News
Cuban Speaker In Nairobi Over Fate Of Abducted Doctors

Cuba’s parliament speaker is visiting Nairobi in a bid to uncover the fate of two Cuban doctors abducted in Kenya by Somalia-based jihadists almost five years ago, its foreign ministry said.
The mission by Esteban Lazo comes after the Al-Shabaab Islamist militant group claimed that the two doctors had been killed in a US air strike in Somalia last week.
Lazo “has travelled to Kenya in order to engage in urgent procedures with the highest authorities of that country”, Cuba’s foreign ministry said in a statement published on Tuesday.
He is “searching for cooperation and clarification”, following the reports about the deaths of Assel Herrera Correa and Landy Rodriguez Hernandez, who were kidnapped on April 12, 2019, it said.
The foreign ministry was also establishing contacts with the Somali government “and addressed the US government via diplomatic channels on Sunday, February 18, asking for further clarification, and is still awaiting a response”, it said.
The Al-Qaeda-affiliated Al-Shabaab had said in a statement the two doctors were killed in “multiple drone strikes” in the southern Somali city of Jilib on February 15.
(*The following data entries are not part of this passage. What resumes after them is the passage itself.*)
//! Engine configuration.
//!
//! Provides [`EngineConfig`] with the default iteration
//! cap, convergence threshold and overflow-sink behaviour. Built
//! programmatically or deserialized from JSON.

use std::fmt;
use std::str::FromStr;

use serde::{Deserialize, Serialize};
use tbff_core::constants::{CONVERGENCE_THRESHOLD, MAX_ITERATIONS};
use tbff_core::error::ConfigError;
use tbff_core::types::Position;

/// How an existing overflow sink is fed on later propagation runs.
#[derive(Debug, Clone, Copy, PartialEq, Eq, Hash, Default, Serialize, Deserialize)]
#[serde(rename_all = "kebab-case")]
pub enum SinkPolicy {
    /// The sink's inflow is only set when it is inserted. On later runs it
    /// is reset like any other node and receives only allocated flow.
    #[default]
    SetOnce,
    /// Every run adds the current unallocated outflow to an existing sink.
    #[serde(alias = "recompute")]
    RecomputeEachRun,
}

impl fmt::Display for SinkPolicy {
    fn fmt(&self, f: &mut fmt::Formatter<'_>) -> fmt::Result {
        match self {
            Self::SetOnce => f.write_str("set-once"),
            Self::RecomputeEachRun => f.write_str("recompute-each-run"),
        }
    }
}

impl FromStr for SinkPolicy {
    type Err = ConfigError;

    fn from_str(s: &str) -> Result<Self, Self::Err> {
        match s {
            "set-once" => Ok(Self::SetOnce),
            "recompute" | "recompute-each-run" => Ok(Self::RecomputeEachRun),
            other => Err(ConfigError::UnknownSinkPolicy(other.to_string())),
        }
    }
}

/// Configuration for a [`FlowEngine`](crate::engine::FlowEngine).
#[derive(Debug, Clone, PartialEq, Serialize, Deserialize)]
#[serde(default, rename_all = "camelCase")]
pub struct EngineConfig {
    /// Upper bound on iterations per propagation run.
    pub max_iterations: u32,
    /// Largest per-node inflow change accepted as converged.
    pub convergence_threshold: f64,
    pub sink_policy: SinkPolicy,
    /// Layout position given to a newly inserted sink.
    pub sink_position: Position,
}

impl Default for EngineConfig {
    fn default() -> Self {
        Self {
            max_iterations: MAX_ITERATIONS,
            convergence_threshold: CONVERGENCE_THRESHOLD,
            sink_policy: SinkPolicy::default(),
            sink_position: Position::overflow_sink(),
        }
    }
}

impl EngineConfig {
    /// Reject settings that would make propagation meaningless.
    pub fn validate(&self) -> Result<(), ConfigError> {
        if self.max_iterations == 0 {
            return Err(ConfigError::ZeroIterations);
        }
        let t = self.convergence_threshold;
        if !t.is_finite() || t <= 0.0 {
            return Err(ConfigError::InvalidThreshold(t));
        }
        Ok(())
    }
}

#[cfg(test)]
mod tests {
    use super::*;

    #[test]
    fn defaults_match_constants() {
        let cfg = EngineConfig::default();
        assert_eq!(cfg.max_iterations, 100);
        assert_eq!(cfg.convergence_threshold, 0.01);
        assert_eq!(cfg.sink_policy, SinkPolicy::SetOnce);
        assert_eq!(cfg.sink_position, Position::new(600.0, 300.0));
        assert_eq!(cfg.validate(), Ok(()));
    }

    #[test]
    fn zero_iterations_rejected() {
        let cfg = EngineConfig {
            max_iterations: 0,
            ..EngineConfig::default()
        };
        assert_eq!(cfg.validate(), Err(ConfigError::ZeroIterations));
    }

    #[test]
    fn bad_threshold_rejected() {
        for t in [0.0, -1.0, f64::NAN, f64::INFINITY] {
            let cfg = EngineConfig {
                convergence_threshold: t,
                ..EngineConfig::default()
            };
            assert!(
                matches!(cfg.validate(), Err(ConfigError::InvalidThreshold(_))),
                "threshold {t} should be rejected"
            );
        }
    }

    #[test]
    fn sink_policy_parses() {
        assert_eq!("set-once".parse::<SinkPolicy>(), Ok(SinkPolicy::SetOnce));
        assert_eq!(
            "recompute".parse::<SinkPolicy>(),
            Ok(SinkPolicy::RecomputeEachRun)
        );
        assert_eq!(
            "recompute-each-run".parse::<SinkPolicy>(),
            Ok(SinkPolicy::RecomputeEachRun)
        );
        assert_eq!(
            "sometimes".parse::<SinkPolicy>(),
            Err(ConfigError::UnknownSinkPolicy("sometimes".into()))
        );
    }

    #[test]
    fn sink_policy_display_parses_back() {
        for policy in [SinkPolicy::SetOnce, SinkPolicy::RecomputeEachRun] {
            assert_eq!(policy.to_string().parse::<SinkPolicy>(), Ok(policy));
        }
    }

    #[test]
    fn partial_json_fills_defaults() {
        let cfg: EngineConfig =
            serde_json::from_str(r#"{"maxIterations": 25, "sinkPolicy": "recompute"}"#).unwrap();
        assert_eq!(cfg.max_iterations, 25);
        assert_eq!(cfg.sink_policy, SinkPolicy::RecomputeEachRun);
        assert_eq!(cfg.convergence_threshold, CONVERGENCE_THRESHOLD);
    }
}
The claims by the Islamist militant group, which has been waging a bloody insurgency against the fragile central government in Mogadishu for 16 years, could not be independently verified.
The US Africa Command, in a statement to AFP on Monday, confirmed that an air strike had been conducted against the Al-Shabaab network near Jilib on that date.
“We are aware of reports of a strike alleged to have killed two civilians,” it said.
“We do not have any further information at this time about these reports, but we do take all claims of civilian casualties seriously.”
Suspected jihadists had seized the two medics in the northeastern Kenyan town of Mandera, where they worked at the local hospital, and took them across the nearby border into Somalia.
One of two police officers escorting the doctors was shot dead.
A top Kenyan government official had said in May 2019 that the kidnappers were demanding $1.5 million for their release.
The doctors were part of a 100-member Cuban medical brigade working in Kenya under a bilateral agreement.
Al-Shabaab has waged a string of deadly assaults in Kenya in retaliation for the East African country’s decision to send troops into Somalia in 2011.
Despite the attacks, the East African country remains a major contributor to the African Union force which backs Mogadishu in its war against the Islamist militants.
Al-Shabaab fighters were driven from the capital and other urban areas in 2011 but they still control swathes of rural Somalia.
The group continues to carry out attacks against security and civilian targets, including in the capital, despite a military counter-offensive launched in August 20220, US air strikes and the AU troops on the ground.
Earlier this month, the AU peacekeeping force known as ATMIS completed the second phase of a troop drawdown after a four-month delay.